- Material supplied
******************************

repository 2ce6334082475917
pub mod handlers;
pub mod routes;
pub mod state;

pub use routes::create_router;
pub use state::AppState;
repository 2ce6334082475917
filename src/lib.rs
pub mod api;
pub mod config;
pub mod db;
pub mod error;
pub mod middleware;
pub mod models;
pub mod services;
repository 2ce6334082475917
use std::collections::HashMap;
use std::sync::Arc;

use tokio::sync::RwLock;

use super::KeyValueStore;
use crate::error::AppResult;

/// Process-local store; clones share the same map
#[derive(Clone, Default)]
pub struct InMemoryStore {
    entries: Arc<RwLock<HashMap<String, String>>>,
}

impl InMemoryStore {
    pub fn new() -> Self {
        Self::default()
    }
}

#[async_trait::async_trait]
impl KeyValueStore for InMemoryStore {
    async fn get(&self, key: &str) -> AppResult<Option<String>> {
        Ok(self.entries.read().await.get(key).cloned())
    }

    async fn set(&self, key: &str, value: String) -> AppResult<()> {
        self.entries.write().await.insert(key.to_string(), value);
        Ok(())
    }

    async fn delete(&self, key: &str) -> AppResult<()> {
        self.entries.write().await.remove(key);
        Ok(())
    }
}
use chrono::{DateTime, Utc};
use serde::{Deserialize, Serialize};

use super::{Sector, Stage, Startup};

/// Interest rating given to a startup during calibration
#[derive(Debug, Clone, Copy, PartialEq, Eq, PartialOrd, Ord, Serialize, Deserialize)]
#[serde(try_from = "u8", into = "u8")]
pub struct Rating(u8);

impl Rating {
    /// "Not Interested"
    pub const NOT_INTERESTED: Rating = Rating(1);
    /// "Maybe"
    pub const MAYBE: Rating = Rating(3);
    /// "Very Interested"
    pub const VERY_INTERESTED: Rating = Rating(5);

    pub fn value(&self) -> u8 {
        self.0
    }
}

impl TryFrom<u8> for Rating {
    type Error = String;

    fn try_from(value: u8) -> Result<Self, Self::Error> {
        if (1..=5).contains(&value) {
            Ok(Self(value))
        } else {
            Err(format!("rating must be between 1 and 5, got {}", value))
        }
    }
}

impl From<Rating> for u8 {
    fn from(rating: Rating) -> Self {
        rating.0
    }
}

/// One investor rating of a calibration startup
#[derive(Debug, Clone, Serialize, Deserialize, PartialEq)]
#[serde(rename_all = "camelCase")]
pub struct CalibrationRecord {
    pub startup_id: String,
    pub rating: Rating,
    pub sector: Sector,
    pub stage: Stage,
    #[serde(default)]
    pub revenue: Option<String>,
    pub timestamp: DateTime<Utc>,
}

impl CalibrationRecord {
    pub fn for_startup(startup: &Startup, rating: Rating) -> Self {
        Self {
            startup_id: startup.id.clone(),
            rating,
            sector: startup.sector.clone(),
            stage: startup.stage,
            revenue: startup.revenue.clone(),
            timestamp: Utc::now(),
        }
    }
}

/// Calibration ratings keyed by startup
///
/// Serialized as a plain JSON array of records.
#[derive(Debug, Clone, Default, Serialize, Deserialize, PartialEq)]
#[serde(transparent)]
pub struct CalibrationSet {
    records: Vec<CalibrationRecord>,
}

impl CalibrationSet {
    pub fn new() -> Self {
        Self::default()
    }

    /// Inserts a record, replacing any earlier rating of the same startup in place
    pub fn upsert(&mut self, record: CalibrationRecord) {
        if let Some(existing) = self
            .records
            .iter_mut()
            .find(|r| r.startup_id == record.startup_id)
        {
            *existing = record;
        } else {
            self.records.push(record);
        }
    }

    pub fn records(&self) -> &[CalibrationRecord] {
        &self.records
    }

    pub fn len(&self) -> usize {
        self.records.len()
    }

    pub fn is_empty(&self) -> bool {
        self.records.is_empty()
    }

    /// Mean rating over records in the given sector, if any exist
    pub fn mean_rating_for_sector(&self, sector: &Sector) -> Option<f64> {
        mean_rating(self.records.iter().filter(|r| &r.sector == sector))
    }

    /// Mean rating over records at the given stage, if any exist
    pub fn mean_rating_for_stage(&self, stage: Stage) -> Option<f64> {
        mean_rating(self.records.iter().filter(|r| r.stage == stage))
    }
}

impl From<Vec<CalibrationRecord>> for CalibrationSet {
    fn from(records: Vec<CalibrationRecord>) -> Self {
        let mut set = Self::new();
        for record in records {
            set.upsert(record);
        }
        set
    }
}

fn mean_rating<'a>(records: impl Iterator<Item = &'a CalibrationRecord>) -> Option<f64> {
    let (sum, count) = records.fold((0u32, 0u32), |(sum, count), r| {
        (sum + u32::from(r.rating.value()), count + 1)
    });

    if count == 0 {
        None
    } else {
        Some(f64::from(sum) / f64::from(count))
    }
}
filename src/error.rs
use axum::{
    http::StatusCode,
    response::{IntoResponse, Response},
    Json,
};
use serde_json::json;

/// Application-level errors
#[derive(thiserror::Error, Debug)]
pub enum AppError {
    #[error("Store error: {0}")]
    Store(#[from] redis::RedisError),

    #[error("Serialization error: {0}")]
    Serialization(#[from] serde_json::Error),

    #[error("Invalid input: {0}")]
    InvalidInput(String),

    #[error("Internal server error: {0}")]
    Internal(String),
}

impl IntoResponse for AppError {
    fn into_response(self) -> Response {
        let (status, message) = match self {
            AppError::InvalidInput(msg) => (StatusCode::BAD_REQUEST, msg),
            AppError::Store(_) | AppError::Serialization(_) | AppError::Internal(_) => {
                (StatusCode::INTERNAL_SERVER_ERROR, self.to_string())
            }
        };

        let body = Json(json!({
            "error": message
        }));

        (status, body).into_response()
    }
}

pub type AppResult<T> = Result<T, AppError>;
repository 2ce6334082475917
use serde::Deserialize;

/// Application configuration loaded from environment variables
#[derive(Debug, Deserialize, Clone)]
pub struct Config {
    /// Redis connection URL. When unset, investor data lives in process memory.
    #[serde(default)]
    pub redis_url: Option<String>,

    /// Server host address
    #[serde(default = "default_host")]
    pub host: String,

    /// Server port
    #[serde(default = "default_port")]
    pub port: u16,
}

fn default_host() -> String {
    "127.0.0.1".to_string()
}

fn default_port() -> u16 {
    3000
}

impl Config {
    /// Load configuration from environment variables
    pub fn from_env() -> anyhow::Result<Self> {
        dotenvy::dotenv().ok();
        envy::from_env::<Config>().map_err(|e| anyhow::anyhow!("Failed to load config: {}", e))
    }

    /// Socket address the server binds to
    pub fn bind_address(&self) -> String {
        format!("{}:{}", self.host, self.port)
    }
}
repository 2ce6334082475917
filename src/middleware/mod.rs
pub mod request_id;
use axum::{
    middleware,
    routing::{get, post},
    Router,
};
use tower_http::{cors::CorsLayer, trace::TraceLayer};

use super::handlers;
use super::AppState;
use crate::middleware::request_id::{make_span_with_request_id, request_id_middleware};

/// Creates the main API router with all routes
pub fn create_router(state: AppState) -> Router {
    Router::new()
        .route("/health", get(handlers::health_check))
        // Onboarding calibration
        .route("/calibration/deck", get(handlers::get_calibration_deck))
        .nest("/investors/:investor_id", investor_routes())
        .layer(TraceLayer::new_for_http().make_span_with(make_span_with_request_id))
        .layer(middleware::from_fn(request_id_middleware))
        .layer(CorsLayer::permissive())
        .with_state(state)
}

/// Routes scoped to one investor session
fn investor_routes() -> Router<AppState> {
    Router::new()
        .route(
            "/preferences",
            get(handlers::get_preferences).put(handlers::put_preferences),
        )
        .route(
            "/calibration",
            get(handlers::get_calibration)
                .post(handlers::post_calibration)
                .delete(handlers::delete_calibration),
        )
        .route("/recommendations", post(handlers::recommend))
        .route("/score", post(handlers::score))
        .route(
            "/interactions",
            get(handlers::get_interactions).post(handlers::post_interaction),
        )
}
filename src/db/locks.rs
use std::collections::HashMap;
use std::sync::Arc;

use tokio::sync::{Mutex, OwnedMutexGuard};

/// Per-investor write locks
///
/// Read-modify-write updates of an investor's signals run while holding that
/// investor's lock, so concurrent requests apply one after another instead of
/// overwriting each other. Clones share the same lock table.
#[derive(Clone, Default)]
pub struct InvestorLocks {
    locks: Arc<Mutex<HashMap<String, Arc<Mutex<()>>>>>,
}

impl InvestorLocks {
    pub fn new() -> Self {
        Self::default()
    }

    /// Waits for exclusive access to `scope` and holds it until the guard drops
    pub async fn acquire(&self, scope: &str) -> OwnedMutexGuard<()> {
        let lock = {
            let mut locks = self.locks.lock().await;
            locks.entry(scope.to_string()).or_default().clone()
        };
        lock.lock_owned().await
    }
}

******************************

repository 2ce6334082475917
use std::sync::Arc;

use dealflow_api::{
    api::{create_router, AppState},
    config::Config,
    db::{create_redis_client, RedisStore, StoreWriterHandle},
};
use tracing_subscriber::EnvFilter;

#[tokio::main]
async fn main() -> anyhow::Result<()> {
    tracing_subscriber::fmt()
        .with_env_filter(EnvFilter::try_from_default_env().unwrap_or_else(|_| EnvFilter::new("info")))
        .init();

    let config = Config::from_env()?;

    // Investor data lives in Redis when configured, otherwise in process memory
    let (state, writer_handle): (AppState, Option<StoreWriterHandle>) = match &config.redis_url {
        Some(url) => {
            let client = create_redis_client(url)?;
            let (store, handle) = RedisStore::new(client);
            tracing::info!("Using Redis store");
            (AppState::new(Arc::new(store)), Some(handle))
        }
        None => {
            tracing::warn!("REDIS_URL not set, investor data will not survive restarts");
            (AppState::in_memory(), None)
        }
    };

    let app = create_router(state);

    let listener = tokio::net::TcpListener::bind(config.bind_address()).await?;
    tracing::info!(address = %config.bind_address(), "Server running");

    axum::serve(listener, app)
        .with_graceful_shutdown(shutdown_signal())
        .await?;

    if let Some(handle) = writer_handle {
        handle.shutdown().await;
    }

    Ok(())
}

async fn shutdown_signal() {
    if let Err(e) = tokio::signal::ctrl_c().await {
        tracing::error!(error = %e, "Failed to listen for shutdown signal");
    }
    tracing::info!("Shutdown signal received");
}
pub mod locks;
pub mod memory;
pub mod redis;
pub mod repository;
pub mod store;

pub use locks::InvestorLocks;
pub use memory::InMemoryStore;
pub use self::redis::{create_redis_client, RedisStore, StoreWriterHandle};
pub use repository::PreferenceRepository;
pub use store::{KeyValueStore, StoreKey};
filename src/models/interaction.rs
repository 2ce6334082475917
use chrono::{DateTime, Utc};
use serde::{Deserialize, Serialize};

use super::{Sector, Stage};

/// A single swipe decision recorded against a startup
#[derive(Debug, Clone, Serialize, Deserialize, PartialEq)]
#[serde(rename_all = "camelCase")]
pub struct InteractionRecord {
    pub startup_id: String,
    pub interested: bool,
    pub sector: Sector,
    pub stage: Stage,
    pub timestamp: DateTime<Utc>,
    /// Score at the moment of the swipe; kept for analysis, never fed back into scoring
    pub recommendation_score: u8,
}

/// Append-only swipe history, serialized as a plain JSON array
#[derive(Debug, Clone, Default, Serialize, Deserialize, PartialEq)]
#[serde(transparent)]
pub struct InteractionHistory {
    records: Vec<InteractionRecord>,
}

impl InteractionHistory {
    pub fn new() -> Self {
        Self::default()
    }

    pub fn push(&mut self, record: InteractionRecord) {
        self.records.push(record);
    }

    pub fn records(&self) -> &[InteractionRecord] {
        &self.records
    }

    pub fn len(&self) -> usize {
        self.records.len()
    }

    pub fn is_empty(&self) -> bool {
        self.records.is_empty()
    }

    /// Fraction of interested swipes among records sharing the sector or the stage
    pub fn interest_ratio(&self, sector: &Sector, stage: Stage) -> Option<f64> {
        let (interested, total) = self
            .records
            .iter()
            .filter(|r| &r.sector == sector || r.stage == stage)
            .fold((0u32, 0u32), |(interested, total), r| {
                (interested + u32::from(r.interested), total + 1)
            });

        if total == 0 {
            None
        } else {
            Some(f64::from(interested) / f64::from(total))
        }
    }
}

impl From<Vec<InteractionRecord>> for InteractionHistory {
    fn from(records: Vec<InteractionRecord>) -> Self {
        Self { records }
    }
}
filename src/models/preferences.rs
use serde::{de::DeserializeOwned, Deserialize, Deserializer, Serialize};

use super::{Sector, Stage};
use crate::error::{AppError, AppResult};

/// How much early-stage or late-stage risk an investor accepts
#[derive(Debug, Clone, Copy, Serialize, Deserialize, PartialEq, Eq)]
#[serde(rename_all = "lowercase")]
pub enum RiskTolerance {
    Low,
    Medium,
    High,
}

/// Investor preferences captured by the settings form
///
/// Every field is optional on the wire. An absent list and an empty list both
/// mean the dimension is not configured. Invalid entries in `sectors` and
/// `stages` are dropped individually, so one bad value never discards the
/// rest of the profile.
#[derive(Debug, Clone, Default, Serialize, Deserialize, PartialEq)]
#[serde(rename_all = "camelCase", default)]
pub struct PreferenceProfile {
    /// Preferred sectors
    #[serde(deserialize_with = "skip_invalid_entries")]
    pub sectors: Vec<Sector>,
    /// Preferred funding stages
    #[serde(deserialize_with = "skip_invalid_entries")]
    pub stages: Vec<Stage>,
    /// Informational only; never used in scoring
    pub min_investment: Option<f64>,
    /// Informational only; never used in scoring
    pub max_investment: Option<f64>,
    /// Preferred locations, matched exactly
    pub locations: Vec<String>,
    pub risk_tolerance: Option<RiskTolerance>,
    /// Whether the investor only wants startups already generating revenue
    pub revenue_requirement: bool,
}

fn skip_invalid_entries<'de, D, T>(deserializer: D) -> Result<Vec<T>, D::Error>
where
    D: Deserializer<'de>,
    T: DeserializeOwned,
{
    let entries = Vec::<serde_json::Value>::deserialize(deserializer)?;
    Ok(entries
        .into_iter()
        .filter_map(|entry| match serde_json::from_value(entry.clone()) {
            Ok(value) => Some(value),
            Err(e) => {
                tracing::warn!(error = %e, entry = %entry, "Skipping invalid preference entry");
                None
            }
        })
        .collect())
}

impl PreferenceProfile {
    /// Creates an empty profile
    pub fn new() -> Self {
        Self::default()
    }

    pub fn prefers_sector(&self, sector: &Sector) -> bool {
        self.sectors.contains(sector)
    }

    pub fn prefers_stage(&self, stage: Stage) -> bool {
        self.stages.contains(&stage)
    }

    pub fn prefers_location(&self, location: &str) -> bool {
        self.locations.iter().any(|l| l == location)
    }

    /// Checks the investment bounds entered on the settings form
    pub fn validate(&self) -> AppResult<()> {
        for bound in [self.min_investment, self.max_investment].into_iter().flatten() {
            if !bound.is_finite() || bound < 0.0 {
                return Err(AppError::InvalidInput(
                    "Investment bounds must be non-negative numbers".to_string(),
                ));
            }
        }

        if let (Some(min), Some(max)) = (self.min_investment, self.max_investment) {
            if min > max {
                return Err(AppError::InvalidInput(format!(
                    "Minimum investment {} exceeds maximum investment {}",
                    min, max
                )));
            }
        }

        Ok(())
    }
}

******************************

- Task brief
Could you copy out every line in the material above that contains the string "handlers"?

- Exercise output
pub mod handlers;
use super::handlers;
        .route("/health", get(handlers::health_check))
        .route("/calibration/deck", get(handlers::get_calibration_deck))
            get(handlers::get_preferences).put(handlers::put_preferences),
            get(handlers::get_calibration)
                .post(handlers::post_calibration)
                .delete(handlers::delete_calibration),
        .route("/recommendations", post(handlers::recommend))
        .route("/score", post(handlers::score))
            get(handlers::get_interactions).post(handlers::post_interaction),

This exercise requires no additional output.